Les jardins associés aux châteaux étaient nourriciers mais ils étaient aussi des lieux de détente et de plaisir qui nourrissaient les sens et invitaient à la contemplation.
🌿 Les plantes cultivées dans les jardins médiévaux étaient issues de la nature et des forêts
environnantes. Mais elles provenaient aussi des voyages et des échanges car contrairement à ce que l'on croit, l'être humain n'a pas attendu l'ère moderne pour répondre à l'appel de l'aventure et parcourir le monde ! Les jardins s'enrichissaient de
plantes venues d'Europe, de Méditerranée, du Moyen-Orient et d'Asie. De nombreux textes les répertoriaient, ainsi que la façon de les transformer, de les conserver et de les administrer. Le capitulaire « De Villis », ordonné par Charlemagne, désignait aux gouverneurs du territoire une centaine de plantes médicinales qui devaient obligatoirement être cultivées dans les villes et les villages afin de soutenir la santé des populations et éviter les épidémies. Le romarin et la sauge faisaient partie de cette liste de plantes précieuses protectrices.
🌳 La médecine au Moyen-âge était essentiellement une médecine des plantes. Les vertus des simples étaient connues et transmises grâce à une tradition orale et écrite qui s’appuyait sur l'observation, les expériences et la pratique, approfondies au fil des siècles. Cette connaissance n'était pas analytique (la façon dont nous percevons le monde aujourd'hui) mais analogique (reliée au sens et à la totalité plutôt qu'à une seule partie). Dans cette manière d'aborder la nature, il n'y a pas de différence entre les parties et le tout, entre le profane et le sacré, entre le « naturel » et le « surnaturel ». Cette médecine des plantes se mêle à la mythologie, à l'astrologie, à l'art, à la connaissance des minéraux, à des pratiques animistes intégrées par le christianisme et également à la magie. On ne sépare pas ce que l'on appelle aujourd'hui « la science » et « la spiritualité ». Il n'y a pas de distinction car tout participe à la vie et à la connaissance, et c'est donc indissociable, se priver de l'un ou de l'autre revient à ne voir qu'un aspect de la réalité et à éluder une part de vérité.
🌿 C'est cette conception qui a permis le développement de ce qu'on a appelé « la théorie
des signatures », qui consiste à attribuer une vertu à une plante en fonction d'une ou de ses caractéristiques : la Bourrache dont les feuilles ressemblent à des poumons et la Pulmonaire dont les feuilles portent des tâches en forme d'alvéoles étaient utilisées pour les maladies de poitrine, le Saule qui pousse les pieds dans l'eau soulageait les rhumatismes.
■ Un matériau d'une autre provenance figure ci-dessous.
//! Command-line interface definition for llamachat
//!
//! This module defines the CLI structure using clap's derive API,
//! providing the interactive chat loop and session management commands.

use clap::{Parser, Subcommand};

/// llamachat - terminal chat with persistent sessions
///
/// Streams replies from an OpenAI-compatible endpoint and keeps every
/// conversation in a local SQLite database.
#[derive(Parser, Debug, Clone)]
#[command(name = "llamachat")]
#[command(version, about, long_about = None)]
pub struct Cli {
    /// Path to configuration file
    #[arg(short, long, default_value = "config/config.yaml")]
    pub config: Option<String>,

    /// Enable verbose logging
    #[arg(short, long)]
    pub verbose: bool,

    /// Session database file (overrides config and LLAMACHAT_DB)
    #[arg(long, global = true)]
    pub db_path: Option<String>,

    /// Command to execute
    #[command(subcommand)]
    pub command: Commands,
}

/// Available commands for llamachat
#[derive(Subcommand, Debug, Clone)]
pub enum Commands {
    /// Start the interactive chat loop
    Chat {
        /// Session to open on start (id, id prefix or list position)
        #[arg(short, long)]
        session: Option<String>,

        /// Sampling temperature between 0.0 and 2.0
        #[arg(short, long)]
        temperature: Option<f32>,

        /// Override the model from config
        #[arg(short, long)]
        model: Option<String>,
    },

    /// Manage stored chat sessions
    Sessions {
        /// Session management subcommand
        #[command(subcommand)]
        command: SessionCommand,
    },
}

/// Session management subcommands
#[derive(Subcommand, Debug, Clone)]
pub enum SessionCommand {
    /// List stored sessions
    List,

    /// Create an empty session
    New,

    /// Rename a session
    Rename {
        /// Session id, id prefix or list position
        id: String,

        /// New display name
        name: String,
    },

    /// Delete a session
    Delete {
        /// Session id, id prefix or list position
        id: String,
    },

    /// Print the messages of a session
    Show {
        /// Session id, id prefix or list position
        id: String,
    },
}

impl Cli {
    /// Parse command line arguments
    pub fn parse_args() -> Self {
        Self::parse()
    }
}

#[cfg(test)]
mod tests {
    use super::*;

    #[test]
    fn test_cli_parse_chat_command() {
        let cli = Cli::try_parse_from(["llamachat", "chat"]).unwrap();
        assert_eq!(cli.config, Some("config/config.yaml".to_string()));
        assert!(!cli.verbose);
        assert!(matches!(
            cli.command,
            Commands::Chat {
                session: None,
                temperature: None,
                model: None
            }
        ));
    }

    #[test]
    fn test_cli_parse_chat_with_options() {
        let cli = Cli::try_parse_from([
            "llamachat",
            "chat",
            "--session",
            "2",
            "--temperature",
            "0.7",
            "--model",
            "llama3",
        ])
        .unwrap();
        if let Commands::Chat {
            session,
            temperature,
            model,
        } = cli.command
        {
            assert_eq!(session.as_deref(), Some("2"));
            assert_eq!(temperature, Some(0.7));
            assert_eq!(model.as_deref(), Some("llama3"));
        } else {
            panic!("Expected Chat command");
        }
    }

    #[test]
    fn test_cli_parse_global_db_path_after_subcommand() {
        let cli = Cli::try_parse_from(["llamachat", "sessions", "list", "--db-path", "/tmp/a.db"])
            .unwrap();
        assert_eq!(cli.db_path.as_deref(), Some("/tmp/a.db"));
        assert!(matches!(
            cli.command,
            Commands::Sessions {
                command: SessionCommand::List
            }
        ));
    }

    #[test]
    fn test_cli_parse_sessions_rename() {
        let cli =
            Cli::try_parse_from(["llamachat", "sessions", "rename", "abcd1234", "Road trip"])
                .unwrap();
        if let Commands::Sessions {
            command: SessionCommand::Rename { id, name },
        } = cli.command
        {
            assert_eq!(id, "abcd1234");
            assert_eq!(name, "Road trip");
        } else {
            panic!("Expected Sessions Rename command");
        }
    }

    #[test]
    fn test_cli_parse_sessions_delete_requires_id() {
        assert!(Cli::try_parse_from(["llamachat", "sessions", "delete"]).is_err());
    }

    #[test]
    fn test_cli_requires_subcommand() {
        assert!(Cli::try_parse_from(["llamachat"]).is_err());
    }
}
L'Hépatite soignaient les maux du foie puisque ses feuilles se partagent en trois lobes comme le foie. De même pour la Chélidoine dont le suc jaune rappelle la couleur de la bile.
La purge était aussi une pratique centrale dans cette médecine des plantes. Elle était essentielle pour libérer l'organisme de ses miasmes, de ses poisons et de ses mauvaises influences ou « humeurs ». Une panacée pour le corps et pour l'âme. On utilisait alors certaines Euphorbes, du Ricin, de la petite Camomille, de la Germandrée ou encore de la Rue fétide qui avait aussi une fonction protectrice (notamment contre la magie
noire).
🧙🏼 Les plantes étaient perçues comme des êtres hébergeant des esprits, certains étaient doux, conciliants et aidants, d'autres étaient perçus comme difficiles, lunatiques ou exigeants. Ces plantes particulières étaient principalement utilisées par des guérisseuses et guérisseurs avertis qui ont été nommés « sorcières » et « sorciers » lors de l'inquisition et de la tragique chasse aux sorcières. Cette période sombre marquée par l'intolérance et l'ignorance ne débuta pas au Moyen-âge, comme on l'entend très souvent, mais au contraire au milieu du XVe siècle qui correspond au début de l'ère moderne - appelée
« Humaniste »... - et qui voit l'essor de ce qui deviendra « la science ».